The remainder of the century saw the United States bestride the world as the dominant power, sometimes for better and sometimes for worse. But Luce was correct that it was the American Century (or at least half-century). As of 2020, though, the twenty-first century has become “the Anti-American Century,” an identity already well-advanced before the pandemic but certainly accelerated and cemented by it.

Necessary Antithesis?

The Anti-American Century may turn out to be aggressively hostile to the United States, but for now it is anti-American mostly in the sense of being antithetical to the American Century. The three pillars of American strength—military, economic, and political—that defined the last century have each been undermined if not obliterated. In this moment, those failures may seem like profound negatives. In his most recent book, the writer Robert Kagan laments that, without American leadership around the world, the jungle will grow back. In America’s absence, Beijing may be able to define a less liberal world order. In terms of domestic politics, the left and the right are oddly united in their despair at the erosion of the American Century, as the left bemoans the failure of the American experiment in an age of
racial divisions and government ineptitude and the right defends to the hilt the  “Make America Great Again” redux.

Yet the dawn of the Anti-American Century may be precisely what both the world and the United States need to meet the particular challenges of today. From the end of World War II though the first decades of the twenty-first century, the United States both maintained the global order and destabilized it when that suited its agenda. Whether one saw America as a force for good or a source of ill, it was the reference point as surely as the Roman Empire in its heyday and the British in its. The idea, however, that the world can only stay sane and stable if the United States remains the hegemon is a grim recipe. It assumes that the inevitable fate of nations is a state of nature, a Hobbesian world of power and dominance. That may indeed by inscribed on our collective history, but if there is one lesson of history, it is that things do change, slowly, messily, confusingly, but inevitably. So it ever was is not so it will ever be, and the idea that stability is dependent entirely on a hegemon, benevolent or not, is only one possible pathway.

The other is that a world of nearly 7.8 billion people demands multiple nodes of support, not one hegemon or two jockeying for power. That, after all, was the defining vision when the United Nations was established at the end of World War II. Yes, the structure of the UN also nodded to the fact that powerful nations such as the United States and the Soviet Union would have greater influence than Yugoslavia or Burma, but it also enshrined the idea that only a world defined by a congress of nations rather than hegemons running roughshod would see sustainable peace and prosperity.

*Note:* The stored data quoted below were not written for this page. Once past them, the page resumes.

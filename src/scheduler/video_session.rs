//! Open-file glue tying the AVI demuxer, the XviD pipeline, and the audio
//! decoders together into the per-tick decode step the video player needs
//! (§4.2-§4.6). Owns the file handle and both codec contexts for one open
//! clip; the scheduler creates one of these per `VideoPlayer::open`.

use crate::audio::adpcm;
use crate::audio::mixer::AudioMixer;
use crate::audio::mp3::{DecodeOutcome as Mp3Outcome, Mp3Decoder};
use crate::audio::pcm::PcmCursor;
use crate::audio::ring::AUDIO_RING_VIDEO_SIZE;
use crate::avi::{self, AudioFormat, AviStream};
use crate::color::{FrameColorParams, YuvTables};
use crate::error::{MediaError, MediaResult};
use crate::xvid::XvidDecoder;
use std::fs::File;
use std::io::{Read, Seek, SeekFrom};

/// Bounded at 320x240x2 bytes per §4.3 step 1.
const MAX_FRAME_CHUNK_BYTES: usize = 320 * 240 * 2;

enum AudioDecoder {
    Pcm(PcmCursor),
    MsAdpcm,
    Mp3(Box<Mp3Decoder>),
    Disabled,
}

pub struct VideoSession {
    file: File,
    pub stream: AviStream,
    xvid: XvidDecoder,
    vol_sent: bool,
    mixer: AudioMixer,
    audio_decoder: AudioDecoder,
    next_audio_chunk: usize,
    scratch: Vec<u8>,
}

impl VideoSession {
    pub fn open(path: &str) -> MediaResult<Self> {
        let mut file = File::open(path).map_err(|_| MediaError::NotFound(path.to_string()))?;
        let stream = avi::open(&mut file)?;
        let xvid = XvidDecoder::new(stream.width, stream.height)?;

        let audio_decoder = match stream.audio_format {
            AudioFormat::Pcm => {
                AudioDecoder::Pcm(PcmCursor::new(stream.audio_channels, stream.audio_bits_per_sample))
            }
            AudioFormat::MsAdpcm => AudioDecoder::MsAdpcm,
            AudioFormat::Mp3 => AudioDecoder::Mp3(Box::new(Mp3Decoder::new())),
            AudioFormat::Disabled => AudioDecoder::Disabled,
        };

        Ok(Self {
            file,
            stream,
            xvid,
            vol_sent: false,
            mixer: AudioMixer::new(AUDIO_RING_VIDEO_SIZE),
            audio_decoder,
            next_audio_chunk: 0,
            scratch: vec![0u8; MAX_FRAME_CHUNK_BYTES],
        })
    }

    pub fn total_frames(&self) -> u64 {
        self.stream.video_chunks.len() as u64
    }

    pub fn fps(&self) -> f64 {
        self.stream.fps
    }

    /// Decode the video chunk at `frame_index` directly into the shared
    /// framebuffer via the active color pipeline (§4.3 steps 1-3, §4.4).
    pub fn decode_video_frame(
        &mut self,
        frame_index: u64,
        yuv_tables: &YuvTables,
        params: &FrameColorParams,
        fb: &mut [u16],
        fb_w: usize,
        fb_h: usize,
    ) -> MediaResult<()> {
        let _ = yuv_tables;
        let entry = self
            .stream
            .video_chunks
            .get(frame_index as usize)
            .ok_or_else(|| MediaError::DecodeError("frame index past end of stream".into()))?;
        let entry = *entry;

        let size = (entry.size as usize).min(self.scratch.len());
        self.file
            .seek(SeekFrom::Start(entry.offset))
            .map_err(|_| MediaError::IoShort { expected: size, got: 0 })?;
        let buf = &mut self.scratch[..size];
        self.file
            .read_exact(buf)
            .map_err(|_| MediaError::IoShort { expected: size, got: 0 })?;

        if !self.vol_sent && !self.stream.vol_extradata.is_empty() {
            self.xvid.feed_vol(&self.stream.vol_extradata)?;
            self.vol_sent = true;
        }

        self.xvid.decode_frame(buf)?;
        let (y, u, v, w, h) = self.xvid.planes();
        crate::color::yuv420_to_rgb565(params, y, u, v, w as usize, h as usize, fb, fb_w, fb_h);
        Ok(())
    }

    /// Rewind decode state to the start of the clip (Repeat play mode, §4.6).
    pub fn rewind(&mut self) {
        self.vol_sent = false;
        self.next_audio_chunk = 0;
        self.mixer.mute_for_seek(self.stream.audio_sample_rate.max(1));
    }

    /// Seek-induced audio cursor recompute + mute window (§4.5/§4.6): jump the
    /// audio chunk cursor to roughly the same point in the stream as
    /// `video_frame` and arm the mute window to suppress the splice glitch.
    pub fn seek_audio_cursor(&mut self, video_frame: u64) {
        let total_video = self.total_frames().max(1);
        let total_audio = self.stream.audio_chunks.len() as u64;
        let target = (video_frame * total_audio / total_video).min(total_audio);
        self.next_audio_chunk = target as usize;
        self.mixer.mute_for_seek(self.stream.audio_sample_rate.max(1));
    }

    /// Pull and decode whole audio chunks until the ring holds at least half
    /// its capacity (§4.5 ring contract), or the stream runs out.
    pub fn pump_audio(&mut self) -> MediaResult<()> {
        if matches!(self.audio_decoder, AudioDecoder::Disabled) {
            return Ok(());
        }

        if let AudioDecoder::Pcm(cursor) = &mut self.audio_decoder {
            cursor.seek_to_chunk(self.next_audio_chunk, 0);
            let offsets: Vec<u64> = self.stream.audio_chunks.iter().map(|e| e.offset).collect();
            let sizes: Vec<u32> = self.stream.audio_chunks.iter().map(|e| e.size).collect();
            while self.mixer.ring_free_space() >= AUDIO_RING_VIDEO_SIZE / 2 {
                let want = self.mixer.ring_free_space().min(self.scratch.len());
                let bytes = cursor.decode_into(&mut self.file, &offsets, &sizes, want)?;
                if bytes.is_empty() {
                    break;
                }
                self.mixer.push_decoded(&le_bytes_to_i16(&bytes));
            }
            self.next_audio_chunk = cursor.chunk_idx();
            return Ok(());
        }

        while self.mixer.ring_free_space() >= AUDIO_RING_VIDEO_SIZE / 2 {
            let Some(entry) = self.stream.audio_chunks.get(self.next_audio_chunk).copied() else {
                break;
            };
            self.next_audio_chunk += 1;

            let size = (entry.size as usize).min(self.scratch.len());
            if self.file.seek(SeekFrom::Start(entry.offset)).is_err() {
                break;
            }
            let buf = &mut self.scratch[..size];
            if self.file.read_exact(buf).is_err() {
                break;
            }

            match &mut self.audio_decoder {
                AudioDecoder::Pcm(_) => unreachable!("handled above"),
                AudioDecoder::MsAdpcm => {
                    let channels = self.stream.audio_channels as usize;
                    let samples_per_block = self.stream.audio_samples_per_block as usize;
                    if let Ok(samples) = adpcm::decode_block(buf, channels, samples_per_block) {
                        self.mixer.push_decoded(&samples);
                    }
                }
                AudioDecoder::Mp3(decoder) => {
                    decoder.feed(buf);
                    loop {
                        match decoder.decode_one() {
                            Ok(Mp3Outcome::Frame { samples }) => self.mixer.push_decoded(&samples),
                            Ok(Mp3Outcome::NeedMoreInput) => break,
                            Ok(Mp3Outcome::RecoverableError) => continue,
                            Err(_) => break,
                        }
                    }
                }
                AudioDecoder::Disabled => unreachable!(),
            }
        }
        Ok(())
    }

    pub fn drain_audio(&mut self, out: &mut [u8]) -> usize {
        self.mixer.drain(out)
    }
}

/// [`PcmCursor::decode_into`] already mono-duplicates at the byte level, so
/// this is a plain little-endian byte->sample conversion, not a full PCM
/// decode path.
fn le_bytes_to_i16(bytes: &[u8]) -> Vec<i16> {
    bytes
        .chunks_exact(2)
        .map(|pair| i16::from_le_bytes([pair[0], pair[1]]))
        .collect()
}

Creepingly over the decades, the United States began to see itself as what 1990s Secretary of State Madeleine Albright termed “the indispensable nation,” the sole guarantor of international peace, stability and prosperity. With that came the patois of the United States as “the leader of the free world,” a phrase also liberally applied to the American president. Year by year, that led to a view that a powerful America was synonymous with a stable world, and that a less robust United States therefore spelled global disorder.

Narrative Challenged

The pandemic has deeply challenged that narrative, but move the lens out a bit further, and it’s clear that the pandemic is only the latest, albeit perhaps the most serious, blow to that idea of the United States as the necessary nation keeping the dogs of war at bay and the forces of totalitarianism in check. It may indeed have filled that role in the face of Stalinism in the 1950s, and it may have stood as a counter to the worst deprivations of Soviet Communism and its Eastern European variants. But even if that is largely true, with the end of the Cold War, American power became altogether more ambiguous in its global effects, and since 9/11, even more so. The past two decades culminating in the pandemic have altered the relative position of the United States, especially in diluting its mantle of global leadership even as it retains extraordinary wealth, military power, and a long history of robust—and chaotic—democracy.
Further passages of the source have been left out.